An alternative explanation may be that geographic variation in diagnosis frequency substantially reflects the intensity of observation. This is consistent with the associations we report between diagnosis frequency and measures of physician encounters and diagnostic testing. This explanation provides a more parsimonious explanation for our case-fatality findings; ie, if diagnosis frequency reflects intensity of observation, then the pattern of case fatality we observed here would be expected. More testing and more opportunities to make diagnoses may translate into the typical patient given a diagnosis being less sick. The finding of Song et al¹—that the number of diagnoses accumulated by migrating Medicare beneficiaries is associated with the location to which they moved—provided evidence from a natural experiment that supports this hypothesis.

Our analysis has a number of limitations. First, although Medicare claims are the most complete population-based data available in the United States, they are not entirely complete. Specifically, beneficiaries enrolled in plans outside of fee-for-service (plans that receive capitated payments from Medicare, such as Medicare Advantage) are not included in claims data. Although the proportion of beneficiaries enrolled in these plans is not correlated with diagnosis frequency across HRRs (in fact, enrollment is most common in the very low and very high quintiles), the possibility of differential selection raises the question of whether the relationship we observed would be present in the entire Medicare population. This highlights the importance of developing mechanisms to capture data from capitated plans³ to foster population-based analyses.

Second, the ability of the logistic regression models to adequately isolate the effect of each individual condition from others may be limited. To address this concern, we repeated the analysis on the subset of patients with no other confounding diagnoses: those diagnosed with only 1 chronic condition. This analysis also showed lower case fatality in the very high quintile of diagnostic frequency for each of the 9 chronic conditions.

Third, the accuracy of coding diagnostic data are open to question. If inaccuracies are random and not associated with region, they would not affect our findings. Coding practices, however, could vary across regions. It is possible that coding is relatively incomplete in the lowest quintile and relatively complete in the highest quintile. Alternatively, these differences could be purposeful—that is, the result of “gaming” efforts to increase reimbursements (or improve apparent quality) in the highest quintile.^4- 5 Although we have no evidence that this is the case, such practices could explain our results.

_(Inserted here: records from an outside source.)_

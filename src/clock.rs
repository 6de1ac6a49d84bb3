//! Injectable wall clock so sweeps and tests agree on what "now" means.

use chrono::{DateTime, Utc};

pub trait Clock: Send + Sync {
    fn now(&self) -> DateTime<Utc>;
}

/// Production clock backed by the system time.
#[derive(Debug, Clone, Copy, Default)]
pub struct SystemClock;

impl Clock for SystemClock {
    fn now(&self) -> DateTime<Utc> {
        Utc::now()
    }
}

/// Clock pinned to a fixed instant. Used by integration tests to simulate
/// arbitrary "now" values deterministically.
#[derive(Debug, Clone, Copy)]
pub struct FixedClock(pub DateTime<Utc>);

impl Clock for FixedClock {
    fn now(&self) -> DateTime<Utc> {
        self.0
    }
}

#[cfg(test)]
mod tests {
    use super::*;
    use chrono::TimeZone;

    #[test]
    fn fixed_clock_returns_pinned_instant() {
        let at = Utc.with_ymd_and_hms(2025, 6, 1, 9, 30, 0).unwrap();
        let clock = FixedClock(at);
        assert_eq!(clock.now(), at);
        assert_eq!(clock.now(), at);
    }
}
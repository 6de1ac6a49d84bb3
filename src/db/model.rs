//! Database view models returned by repository queries.
//!
//! Keep these structs focused on the data returned by queries. Business logic
//! should live in higher layers.

use crate::model::PostState;
use chrono::{DateTime, Utc};

/// Post slice used by the duplicate scan and by reschedule flows.
#[derive(Debug, Clone)]
pub struct ScheduledPost {
    pub id: String,
    pub channel_id: String,
    pub organization_id: String,
    pub state: PostState,
    pub publish_date: DateTime<Utc>,
    pub created_at: DateTime<Utc>,
}

/// Queued post joined with its channel's current slot configuration, used
/// by the invalid-slot scan.
#[derive(Debug, Clone)]
pub struct QueuedPostWithTimes {
    pub id: String,
    pub channel_id: String,
    pub organization_id: String,
    pub publish_date: DateTime<Utc>,
    pub posting_times: Vec<i64>,
    pub timezone_offset: i64,
    pub channel_name: String,
}

/// Minimal slice for queue-sync and pending checks.
#[derive(Debug, Clone)]
pub struct DuePost {
    pub id: String,
    pub publish_date: DateTime<Utc>,
}

/// Post slice shown by the administrative list/cleanup commands.
#[derive(Debug, Clone)]
pub struct PostSummary {
    pub id: String,
    pub channel_name: String,
    pub provider: String,
    pub state: PostState,
    pub publish_date: DateTime<Utc>,
}

/// Fields for inserting a channel. Reconciliation never creates channels;
/// this exists for the provisioning path and for tests.
#[derive(Debug, Clone)]
pub struct NewChannel {
    pub id: String,
    pub organization_id: String,
    pub name: String,
    pub provider: String,
    pub timezone_offset: i64,
    pub posting_times: Vec<i64>,
}

/// Fields for inserting a post.
#[derive(Debug, Clone)]
pub struct NewPost {
    pub id: String,
    pub channel_id: String,
    pub organization_id: String,
    pub state: PostState,
    pub publish_date: DateTime<Utc>,
    pub parent_post_id: Option<String>,
    pub content: String,
    pub media: Vec<String>,
    pub created_at: DateTime<Utc>,
}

The frequency of diagnoses reported in claims data are routinely used in methods for risk adjustment in comparative effectiveness research,^6- 7 the evaluation of readmissions following hospitalization,^8- 9 and in paying insurance plans under the Medicare Advantage program.¹⁰ If diagnosis is not solely an attribute of underlying disease burden, adjustments based on frequency of diagnosis may introduce bias into efforts to compare outcomes, pay for health care, and assess the extent of geographic variation in health care delivery. On the other hand, if more diagnoses (and more frequent encounters and diagnostic testing as well as greater spending) improve outcomes, then standard methods of risk adjustment may provide a more accurate comparison of effectiveness and efficiency. Future research must further evaluate the contribution of the process of observation to diagnosis frequency and explore mechanisms to better measure disease burden.